What is required:
Retype each entry below, keeping every character the same.

Data for the task:

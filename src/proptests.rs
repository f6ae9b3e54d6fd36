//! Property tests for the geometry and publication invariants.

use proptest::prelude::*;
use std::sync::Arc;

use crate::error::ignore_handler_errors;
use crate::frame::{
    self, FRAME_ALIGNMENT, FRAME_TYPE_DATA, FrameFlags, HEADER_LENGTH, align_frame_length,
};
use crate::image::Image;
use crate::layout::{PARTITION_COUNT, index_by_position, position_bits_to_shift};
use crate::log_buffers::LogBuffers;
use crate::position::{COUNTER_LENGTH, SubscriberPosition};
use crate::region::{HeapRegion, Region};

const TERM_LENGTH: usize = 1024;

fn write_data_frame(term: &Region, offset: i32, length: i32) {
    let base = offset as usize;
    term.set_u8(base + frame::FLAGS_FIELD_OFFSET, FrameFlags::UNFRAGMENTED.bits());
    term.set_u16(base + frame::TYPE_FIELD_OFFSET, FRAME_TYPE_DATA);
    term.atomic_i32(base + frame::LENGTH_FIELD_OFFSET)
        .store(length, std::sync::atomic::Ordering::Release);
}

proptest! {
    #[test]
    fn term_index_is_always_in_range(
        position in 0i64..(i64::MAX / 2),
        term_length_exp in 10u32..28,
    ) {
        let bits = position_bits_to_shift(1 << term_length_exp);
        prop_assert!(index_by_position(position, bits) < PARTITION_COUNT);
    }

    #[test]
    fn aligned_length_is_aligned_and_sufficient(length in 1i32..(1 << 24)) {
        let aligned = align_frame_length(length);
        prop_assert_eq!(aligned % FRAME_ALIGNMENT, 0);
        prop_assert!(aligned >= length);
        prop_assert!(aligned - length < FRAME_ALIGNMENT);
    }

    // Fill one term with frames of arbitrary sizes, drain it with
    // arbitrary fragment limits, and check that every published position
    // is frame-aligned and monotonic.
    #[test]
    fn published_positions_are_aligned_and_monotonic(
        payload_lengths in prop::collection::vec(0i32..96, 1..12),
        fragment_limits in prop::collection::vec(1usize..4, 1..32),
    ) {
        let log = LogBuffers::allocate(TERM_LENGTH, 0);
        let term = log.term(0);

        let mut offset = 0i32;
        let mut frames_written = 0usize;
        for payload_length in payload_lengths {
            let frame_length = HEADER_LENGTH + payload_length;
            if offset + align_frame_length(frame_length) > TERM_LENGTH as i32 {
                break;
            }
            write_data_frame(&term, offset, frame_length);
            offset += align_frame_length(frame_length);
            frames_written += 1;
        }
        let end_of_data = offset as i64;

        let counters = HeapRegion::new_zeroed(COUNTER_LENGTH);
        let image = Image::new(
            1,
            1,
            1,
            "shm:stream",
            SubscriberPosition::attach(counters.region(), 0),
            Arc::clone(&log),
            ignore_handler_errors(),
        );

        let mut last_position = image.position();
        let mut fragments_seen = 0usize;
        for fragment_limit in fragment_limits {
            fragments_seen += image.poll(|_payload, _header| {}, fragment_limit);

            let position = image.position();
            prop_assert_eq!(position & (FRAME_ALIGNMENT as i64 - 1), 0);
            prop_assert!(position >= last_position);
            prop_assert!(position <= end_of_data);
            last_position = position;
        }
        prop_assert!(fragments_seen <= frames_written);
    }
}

Written solution:
filename src/proptests.rs
repository f6ae9b3e54d6fd36
//! Property tests for the geometry and publication invariants.

use proptest::prelude::*;
use std::sync::Arc;

use crate::error::ignore_handler_errors;
use crate::frame::{
    self, FRAME_ALIGNMENT, FRAME_TYPE_DATA, FrameFlags, HEADER_LENGTH, align_frame_length,
};
use crate::image::Image;
use crate::layout::{PARTITION_COUNT, index_by_position, position_bits_to_shift};
use crate::log_buffers::LogBuffers;
use crate::position::{COUNTER_LENGTH, SubscriberPosition};
use crate::region::{HeapRegion, Region};

const TERM_LENGTH: usize = 1024;

fn write_data_frame(term: &Region, offset: i32, length: i32) {
    let base = offset as usize;
    term.set_u8(base + frame::FLAGS_FIELD_OFFSET, FrameFlags::UNFRAGMENTED.bits());
    term.set_u16(base + frame::TYPE_FIELD_OFFSET, FRAME_TYPE_DATA);
    term.atomic_i32(base + frame::LENGTH_FIELD_OFFSET)
        .store(length, std::sync::atomic::Ordering::Release);
}

proptest! {
    #[test]
    fn term_index_is_always_in_range(
        position in 0i64..(i64::MAX / 2),
        term_length_exp in 10u32..28,
    ) {
        let bits = position_bits_to_shift(1 << term_length_exp);
        prop_assert!(index_by_position(position, bits) < PARTITION_COUNT);
    }

    #[test]
    fn aligned_length_is_aligned_and_sufficient(length in 1i32..(1 << 24)) {
        let aligned = align_frame_length(length);
        prop_assert_eq!(aligned % FRAME_ALIGNMENT, 0);
        prop_assert!(aligned >= length);
        prop_assert!(aligned - length < FRAME_ALIGNMENT);
    }

    // Fill one term with frames of arbitrary sizes, drain it with
    // arbitrary fragment limits, and check that every published position
    // is frame-aligned and monotonic.
    #[test]
    fn published_positions_are_aligned_and_monotonic(
        payload_lengths in prop::collection::vec(0i32..96, 1..12),
        fragment_limits in prop::collection::vec(1usize..4, 1..32),
    ) {
        let log = LogBuffers::allocate(TERM_LENGTH, 0);
        let term = log.term(0);

        let mut offset = 0i32;
        let mut frames_written = 0usize;
        for payload_length in payload_lengths {
            let frame_length = HEADER_LENGTH + payload_length;
            if offset + align_frame_length(frame_length) > TERM_LENGTH as i32 {
                break;
            }
            write_data_frame(&term, offset, frame_length);
            offset += align_frame_length(frame_length);
            frames_written += 1;
        }
        let end_of_data = offset as i64;

        let counters = HeapRegion::new_zeroed(COUNTER_LENGTH);
        let image = Image::new(
            1,
            1,
            1,
            "shm:stream",
            SubscriberPosition::attach(counters.region(), 0),
            Arc::clone(&log),
            ignore_handler_errors(),
        );

        let mut last_position = image.position();
        let mut fragments_seen = 0usize;
        for fragment_limit in fragment_limits {
            fragments_seen += image.poll(|_payload, _header| {}, fragment_limit);

            let position = image.position();
            prop_assert_eq!(position & (FRAME_ALIGNMENT as i64 - 1), 0);
            prop_assert!(position >= last_position);
            prop_assert!(position <= end_of_data);
            last_position = position;
        }
        prop_assert!(fragments_seen <= frames_written);
    }
}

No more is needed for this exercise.